Greetings. Your separation agreement is valid and binding if it was signed by both of you and notarized. Hopefully you had an attorney assist you with the separation agreement and there is a clause in your agreement which deals with “situs” or in other words, what laws your contract will be construed under.

Since Husband already filed for divorce, it would preclude you from filing for divorce in North Carolina.

Whether or not anything in your specific separation agreement can be changed by any other state depends on that state’s laws and the language in your separation agreement. For example, child support and child custody are always modifiable, even if they are dealt with in your separation agreement. Best to get an attorney to review your agreement and address the specific concerns you have. Best of Luck!

Janet L. Fritts
Attorney at Law
4101 Lake Boone Trail, Suite 200
Raleigh, North Carolina 27607

The response posted above is based upon the limited factual information made available and is not intended as a full and complete response to the question. The only reliable manner to obtain complete and adequate legal advice is to consult with an attorney, fully explain your situation, and allow the attorney sufficient opportunity to research the applicable law and facts required to render an accurate opinion. The basic information provided above is intended as a public service but a full discussion with an attorney should be undertaken before taking any action.

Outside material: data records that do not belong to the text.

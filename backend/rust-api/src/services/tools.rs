//! Tool catalogue the reasoning loop may query before answering.
//!
//! Requested invocations are parsed into a closed set of typed variants;
//! anything unrecognized becomes an error payload fed back to the model so
//! the loop keeps running. Sibling invocations within one turn are dispatched
//! concurrently and re-associated by invocation id.

use futures::future::join_all;
use serde_json::{json, Value};
use std::sync::Arc;
use std::time::Instant;

use crate::metrics::TOOL_CALLS_TOTAL;
use crate::services::learner_store::LearnerStore;
use crate::services::reasoning::{ToolDeclaration, ToolInvocation, ToolReply};

pub const QUERY_LEARNER_PERFORMANCE: &str = "query_learner_performance";
pub const QUERY_EMOTION_PATTERNS: &str = "query_emotion_patterns";
pub const QUERY_RECENT_ATTEMPTS: &str = "query_recent_attempts";

const DEFAULT_RECENT_ATTEMPTS: i64 = 5;

/// Typed form of a requested tool invocation.
#[derive(Debug, Clone, PartialEq)]
pub enum ToolCall {
    Performance {
        learner_id: String,
    },
    Emotion {
        learner_id: String,
        attempt_id: Option<String>,
    },
    RecentAttempts {
        learner_id: String,
        limit: i64,
    },
}

impl ToolCall {
    /// Map a (name, args) pair from the model onto a known variant.
    pub fn parse(name: &str, args: &Value) -> Result<ToolCall, String> {
        let learner_id = || {
            args.get("learnerId")
                .and_then(Value::as_str)
                .map(str::to_string)
                .ok_or_else(|| format!("{name}: missing required argument learnerId"))
        };

        match name {
            QUERY_LEARNER_PERFORMANCE => Ok(ToolCall::Performance {
                learner_id: learner_id()?,
            }),
            QUERY_EMOTION_PATTERNS => Ok(ToolCall::Emotion {
                learner_id: learner_id()?,
                attempt_id: args
                    .get("attemptId")
                    .and_then(Value::as_str)
                    .map(str::to_string),
            }),
            QUERY_RECENT_ATTEMPTS => Ok(ToolCall::RecentAttempts {
                learner_id: learner_id()?,
                limit: args
                    .get("limit")
                    .and_then(Value::as_i64)
                    .filter(|l| *l > 0)
                    .unwrap_or(DEFAULT_RECENT_ATTEMPTS),
            }),
            other => Err(format!("Unknown tool: {other}")),
        }
    }

    fn name(&self) -> &'static str {
        match self {
            ToolCall::Performance { .. } => QUERY_LEARNER_PERFORMANCE,
            ToolCall::Emotion { .. } => QUERY_EMOTION_PATTERNS,
            ToolCall::RecentAttempts { .. } => QUERY_RECENT_ATTEMPTS,
        }
    }
}

/// Declarations advertised to the reasoning service.
pub fn catalogue() -> Vec<ToolDeclaration> {
    vec![
        ToolDeclaration {
            name: QUERY_LEARNER_PERFORMANCE,
            description: "Query comprehensive learner performance data including overall accuracy, \
                recent test scores, most frequent difficulty level, and number of tests taken.",
            parameters: json!({
                "type": "object",
                "properties": {
                    "learnerId": {
                        "type": "string",
                        "description": "Identifier of the learner"
                    }
                },
                "required": ["learnerId"]
            }),
        },
        ToolDeclaration {
            name: QUERY_EMOTION_PATTERNS,
            description: "Query learner emotion patterns during tests including average stress \
                levels, dominant emotions, and emotional stability. Essential for adapting \
                question difficulty based on emotional state.",
            parameters: json!({
                "type": "object",
                "properties": {
                    "learnerId": {
                        "type": "string",
                        "description": "Identifier of the learner"
                    },
                    "attemptId": {
                        "type": "string",
                        "description": "Optional: restrict the analysis to one attempt"
                    }
                },
                "required": ["learnerId"]
            }),
        },
        ToolDeclaration {
            name: QUERY_RECENT_ATTEMPTS,
            description: "Query recent test attempts to see performance trends, difficulty \
                progression, and completion state. Helps avoid repetition and build on previous \
                learning.",
            parameters: json!({
                "type": "object",
                "properties": {
                    "learnerId": {
                        "type": "string",
                        "description": "Identifier of the learner"
                    },
                    "limit": {
                        "type": "number",
                        "description": "Number of recent attempts to retrieve (default: 5)"
                    }
                },
                "required": ["learnerId"]
            }),
        },
    ]
}

/// Audit record of one executed tool invocation.
#[derive(Debug, Clone)]
pub struct ToolCallRecord {
    pub name: String,
    pub args: Value,
    pub result: Value,
    pub ok: bool,
    pub duration_ms: u64,
}

pub struct ToolDispatcher {
    store: Arc<dyn LearnerStore>,
}

impl ToolDispatcher {
    pub fn new(store: Arc<dyn LearnerStore>) -> Self {
        Self { store }
    }

    /// Execute every invocation of one turn concurrently. Results come back
    /// in invocation order because replies are re-associated by id; the model
    /// must not rely on sibling execution order and neither do we.
    pub async fn dispatch_all(
        &self,
        invocations: &[ToolInvocation],
    ) -> (Vec<ToolCallRecord>, Vec<ToolReply>) {
        let executed = join_all(invocations.iter().map(|inv| self.dispatch(inv))).await;

        let mut records = Vec::with_capacity(executed.len());
        let mut replies = Vec::with_capacity(executed.len());
        for (record, reply) in executed {
            records.push(record);
            replies.push(reply);
        }
        (records, replies)
    }

    /// Execute one invocation. Never fails the loop: unknown tools and read
    /// errors both come back as error payloads in the reply.
    pub async fn dispatch(&self, invocation: &ToolInvocation) -> (ToolCallRecord, ToolReply) {
        let started = Instant::now();
        tracing::debug!(tool = %invocation.name, "Dispatching tool call");

        let result = match ToolCall::parse(&invocation.name, &invocation.args) {
            Ok(call) => self.execute(&call).await,
            Err(message) => Err(message),
        };

        let duration_ms = started.elapsed().as_millis() as u64;
        let (payload, ok) = match result {
            Ok(value) => (value, true),
            Err(message) => {
                tracing::warn!(tool = %invocation.name, error = %message, "Tool call failed");
                (json!({ "error": message }), false)
            }
        };

        TOOL_CALLS_TOTAL
            .with_label_values(&[invocation.name.as_str(), if ok { "ok" } else { "error" }])
            .inc();

        let record = ToolCallRecord {
            name: invocation.name.clone(),
            args: invocation.args.clone(),
            result: payload.clone(),
            ok,
            duration_ms,
        };
        let reply = ToolReply {
            id: invocation.id.clone(),
            name: invocation.name.clone(),
            payload,
        };
        (record, reply)
    }

    async fn execute(&self, call: &ToolCall) -> Result<Value, String> {
        let to_error = |e: anyhow::Error| format!("{}: {e:#}", call.name());

        match call {
            ToolCall::Performance { learner_id } => {
                let summary = self
                    .store
                    .performance_summary(learner_id)
                    .await
                    .map_err(to_error)?;
                serde_json::to_value(summary).map_err(|e| e.to_string())
            }
            ToolCall::Emotion {
                learner_id,
                attempt_id,
            } => {
                let pattern = self
                    .store
                    .emotion_pattern(learner_id, attempt_id.as_deref())
                    .await
                    .map_err(to_error)?;
                serde_json::to_value(pattern).map_err(|e| e.to_string())
            }
            ToolCall::RecentAttempts { learner_id, limit } => {
                let digests = self
                    .store
                    .recent_attempts(learner_id, *limit)
                    .await
                    .map_err(to_error)?;
                Ok(json!({
                    "learnerId": learner_id,
                    "attemptsCount": digests.len(),
                    "attempts": digests,
                }))
            }
        }
    }
}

A husband and wife have a signed separation agreement in NC. They are then waiting out the one year/one day period to file for absolute divorce in NC. One of the parties moves to another state, meets the residency requirements in that state, then files for divorce in that state before the year/day requirement that NC requires. This would, I assume, bar the filing of an absolute divorce in NC since proceedings have begun in the new state. Is the NC separation agreement still binding? Can the judge in the new state override the separation agreement? Is there anything that can be done to prevent this scenario from occurring?